76話 そらと君との間には
選手には二つの事を要求する。支持を忠実に実行することと手を抜かないこと。必要とあれば、選手を呼び出して殴ることも辞さない。 by元イタリア、ユベントス監督リッピ
開始早々ピッチでうずくまる富良都奏良とそれを邪悪な笑みで見下ろす内村。
すぐに手を差し伸べたとはいえ、あの表情は普通にドン引きである。
あれぇ? 内村ってあんな人相悪かったっけ? 汚物は消毒だぁ! とか言いそうな目つきになってるんだけど。
「あれだな、アレ。今流行りの『月に代わって根絶やしよ!』 ってやつだな」
西が苦笑いしながら適当な事を言う。

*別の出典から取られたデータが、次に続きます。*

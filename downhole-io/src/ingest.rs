//! Telemetry ingest loop
//!
//! Reads the link, runs the stream framer and publishes every decoded
//! telemetry packet to the shared store:
//!
//! 1. enrich with the latest depth encoder and load cell readings
//! 2. add hammer percent and arrival time
//! 3. write the record to `drill-state`
//! 4. announce the packet type name on `uphole`
//!
//! Only a transport failure ends the loop; its supervisor reopens the link.

use crate::error::Result;
use crate::protocol::constants::READ_CHUNK_SIZE;
use crate::protocol::{FrameEvent, Packet, StreamFramer, TelemetryReport};
use crate::state::unix_time;
use crate::store::{
    KEY_DEPTH_ENCODER, KEY_DRILL_STATE, KEY_LOAD_CELL, SharedStore, TOPIC_UPHOLE, read_json,
};
use crate::transport::Transport;
use serde::{Deserialize, Serialize};
use std::sync::Arc;
use std::sync::atomic::{AtomicBool, Ordering};

/// Depth encoder reading written by its driver
#[derive(Debug, Clone, Copy, Default, PartialEq, Serialize, Deserialize)]
pub struct DepthEncoderReading {
    pub depth: f64,
    pub velocity: f64,
}

/// Load cell reading written by its driver
#[derive(Debug, Clone, Copy, Default, PartialEq, Serialize, Deserialize)]
pub struct LoadCellReading {
    pub load: f64,
}

/// Enriched telemetry as stored under `drill-state`
#[derive(Debug, Clone, Default, PartialEq, Serialize, Deserialize)]
pub struct TelemetryRecord {
    #[serde(flatten)]
    pub telemetry: TelemetryReport,

    /// Hammer position as a percentage of full stroke
    #[serde(default)]
    pub hammer_percent: f64,

    /// Arrival time, seconds since the Unix epoch
    #[serde(default)]
    pub timestamp: f64,

    #[serde(default, skip_serializing_if = "Option::is_none")]
    pub depth_encoder: Option<DepthEncoderReading>,

    #[serde(default, skip_serializing_if = "Option::is_none")]
    pub load_cell: Option<LoadCellReading>,
}

impl TelemetryRecord {
    pub fn new(telemetry: TelemetryReport, hammer_max: f64, timestamp: f64) -> Self {
        let hammer_percent = if hammer_max > 0.0 {
            100.0 * telemetry.hammer / hammer_max
        } else {
            0.0
        };
        Self {
            telemetry,
            hammer_percent,
            timestamp,
            depth_encoder: None,
            load_cell: None,
        }
    }
}

/// Counters for the periodic status line
#[derive(Debug, Clone, Copy, Default, PartialEq, Eq)]
pub struct IngestStats {
    pub telemetry: u64,
    pub other_frames: u64,
    pub stray_bytes: u64,
}

pub struct TelemetryIngest<T: Transport> {
    transport: T,
    framer: StreamFramer,
    store: Arc<dyn SharedStore>,
    hammer_max: f64,
    stats: IngestStats,
    buffer: [u8; READ_CHUNK_SIZE],
}

impl<T: Transport> TelemetryIngest<T> {
    pub fn new(transport: T, store: Arc<dyn SharedStore>, hammer_max: f64) -> Self {
        Self {
            transport,
            framer: StreamFramer::new(),
            store,
            hammer_max,
            stats: IngestStats::default(),
            buffer: [0u8; READ_CHUNK_SIZE],
        }
    }

    pub fn stats(&self) -> IngestStats {
        self.stats
    }

    /// One read from the link plus every event it completes
    ///
    /// Returns the number of frames handled.
    pub fn poll_once(&mut self) -> Result<usize> {
        let n = self.transport.read(&mut self.buffer)?;
        if n > 0 {
            log::trace!("RX {} bytes", n);
            self.framer.push(&self.buffer[..n]);
        }

        let mut frames = 0;
        while let Some(event) = self.framer.next_event() {
            match event {
                FrameEvent::Frame(packet) => {
                    self.handle_packet(packet);
                    frames += 1;
                }
                FrameEvent::Stray(count) => {
                    self.stats.stray_bytes += count as u64;
                    log::warn!("Skipped {} stray byte(s) on the downhole link", count);
                }
            }
        }
        Ok(frames)
    }

    /// Ingest until shutdown or a link failure
    pub fn run(&mut self, shutdown: &AtomicBool) -> Result<()> {
        log::info!("Telemetry ingest started");
        while !shutdown.load(Ordering::Relaxed) {
            self.poll_once()?;
        }
        log::info!(
            "Telemetry ingest stopped (telemetry={}, other={}, stray={})",
            self.stats.telemetry,
            self.stats.other_frames,
            self.stats.stray_bytes
        );
        Ok(())
    }

    fn handle_packet(&mut self, packet: Packet) {
        let ty = packet.packet_type();
        match packet {
            Packet::Telemetry(report) => {
                self.stats.telemetry += 1;
                self.store_telemetry(report);
            }
            Packet::GyroSlipAlarm(alarm) => {
                self.stats.other_frames += 1;
                log::warn!(
                    "Gyro slip alarm: gyro_z={:.2} motor_rpm={:.2}",
                    alarm.gyro_z,
                    alarm.motor_rpm
                );
            }
            Packet::Command(cmd) => {
                self.stats.other_frames += 1;
                log::debug!("Uphole echo of {:?}", cmd);
            }
        }

        // Store failures are logged; the link keeps running
        if let Err(e) = self.store.publish(TOPIC_UPHOLE, ty.name()) {
            log::warn!("Failed to announce {}: {}", ty, e);
        }
    }

    fn store_telemetry(&self, report: TelemetryReport) {
        let store = self.store.as_ref();
        let mut record = TelemetryRecord::new(report, self.hammer_max, unix_time());
        record.depth_encoder = read_json(store, KEY_DEPTH_ENCODER);
        record.load_cell = read_json(store, KEY_LOAD_CELL);

        let written = serde_json::to_string(&record)
            .map_err(crate::error::Error::from)
            .and_then(|json| store.set(KEY_DRILL_STATE, &json));
        match written {
            Ok(()) => log::debug!(
                "Telemetry: rpm={:.2} current={:.2} hammer={:.1}%",
                report.motor_rpm,
                report.motor_current,
                record.hammer_percent
            ),
            Err(e) => log::warn!("Failed to store telemetry: {}", e),
        }
    }
}

#[cfg(test)]
mod tests {
    use super::*;
    use crate::protocol::{Command, RawTelemetry, encode_frame, frame};
    use crate::store::MemoryStore;
    use crate::transport::MockTransport;

    fn telemetry_frame(raw: RawTelemetry) -> Vec<u8> {
        frame(&Packet::Telemetry(raw.scale()).encode())
    }

    fn setup() -> (MockTransport, Arc<MemoryStore>, TelemetryIngest<MockTransport>) {
        let mock = MockTransport::new();
        let store = Arc::new(MemoryStore::new());
        let ingest = TelemetryIngest::new(mock.clone(), store.clone(), 255.0);
        (mock, store, ingest)
    }

    #[test]
    fn test_record_hammer_percent() {
        let report = TelemetryReport {
            hammer: 255.0,
            ..Default::default()
        };
        assert_eq!(TelemetryRecord::new(report, 255.0, 0.0).hammer_percent, 100.0);
        assert_eq!(TelemetryRecord::new(report, 0.0, 0.0).hammer_percent, 0.0);
    }

    #[test]
    fn test_record_json_shape() {
        let mut record = TelemetryRecord::new(TelemetryReport::default(), 255.0, 12.5);
        let json: serde_json::Value = serde_json::to_value(&record).unwrap();
        assert!(json.get("motor_rpm").is_some());
        assert!(json.get("depth_encoder").is_none());

        record.load_cell = Some(LoadCellReading { load: 2.0 });
        let text = serde_json::to_string(&record).unwrap();
        let back: TelemetryRecord = serde_json::from_str(&text).unwrap();
        assert_eq!(back, record);
    }

    #[test]
    fn test_telemetry_is_stored_and_announced() {
        let (mock, store, mut ingest) = setup();
        let uphole = store.subscribe(TOPIC_UPHOLE).unwrap();
        store
            .set(KEY_DEPTH_ENCODER, r#"{"depth": 12.5, "velocity": 0.1}"#)
            .unwrap();

        mock.inject_read(&telemetry_frame(RawTelemetry {
            motor_current: 1300,
            motor_voltage: 2400,
            hammer: 128,
            ..Default::default()
        }));
        assert_eq!(ingest.poll_once().unwrap(), 1);

        let json = store.get(KEY_DRILL_STATE).unwrap().unwrap();
        let record: TelemetryRecord = serde_json::from_str(&json).unwrap();
        assert_eq!(record.telemetry.motor_current, 13.0);
        assert_eq!(record.telemetry.motor_voltage, 24.0);
        assert!((record.hammer_percent - 50.196).abs() < 0.01);
        assert!(record.timestamp > 0.0);
        assert_eq!(
            record.depth_encoder,
            Some(DepthEncoderReading {
                depth: 12.5,
                velocity: 0.1
            })
        );
        assert_eq!(record.load_cell, None);

        assert_eq!(uphole.try_recv().unwrap().unwrap().payload, "Telemetry");
    }

    #[test]
    fn test_malformed_enrichment_is_skipped() {
        let (mock, store, mut ingest) = setup();
        store.set(KEY_LOAD_CELL, "garbage").unwrap();
        mock.inject_read(&telemetry_frame(RawTelemetry::default()));
        ingest.poll_once().unwrap();

        let json = store.get(KEY_DRILL_STATE).unwrap().unwrap();
        assert!(!json.contains("load_cell"));
    }

    #[test]
    fn test_other_frames_announced_and_strays_counted() {
        let (mock, store, mut ingest) = setup();
        let uphole = store.subscribe(TOPIC_UPHOLE).unwrap();

        mock.inject_read(&[0x01, 0x02]);
        mock.inject_read(&encode_frame(&Command::Ping));
        assert_eq!(ingest.poll_once().unwrap(), 1);

        assert_eq!(uphole.try_recv().unwrap().unwrap().payload, "Ping");
        assert_eq!(store.get(KEY_DRILL_STATE).unwrap(), None);
        assert_eq!(
            ingest.stats(),
            IngestStats {
                telemetry: 0,
                other_frames: 1,
                stray_bytes: 2
            }
        );
    }

    #[test]
    fn test_transport_failure_ends_loop() {
        let (mock, _store, mut ingest) = setup();
        mock.set_failed(true);
        let shutdown = AtomicBool::new(false);
        assert!(ingest.run(&shutdown).is_err());
    }
}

そんな物騒な決め台詞聞いたことないわ!
スローイン後のボールをキーパーまで返してもらい、観客席から拍手が起こる。
するとすぐに八神がボールを要求してきた。受け取った八神が一度ボラの内村に当てた瞬間に、敵が一斉に内村へと寄せてくる。
敵さんとしては八神でシミュレートしてきたことを内村に合わせたといったところだろうか。確かに麻野はボランチというよりアナログなディフェンシブハーフな感じだしなぁ。
接近されそうになる前に内村はダイレクトで八神の右前方にボールを返す。敵の前二枚がプレスを開始するときにディフェンスラインも上げてコンパクトにしようとするのは知っている。
転がってくるボールに対し助走をつける八神。左手は高く掲げられ親指と小指だけが伸ばされている。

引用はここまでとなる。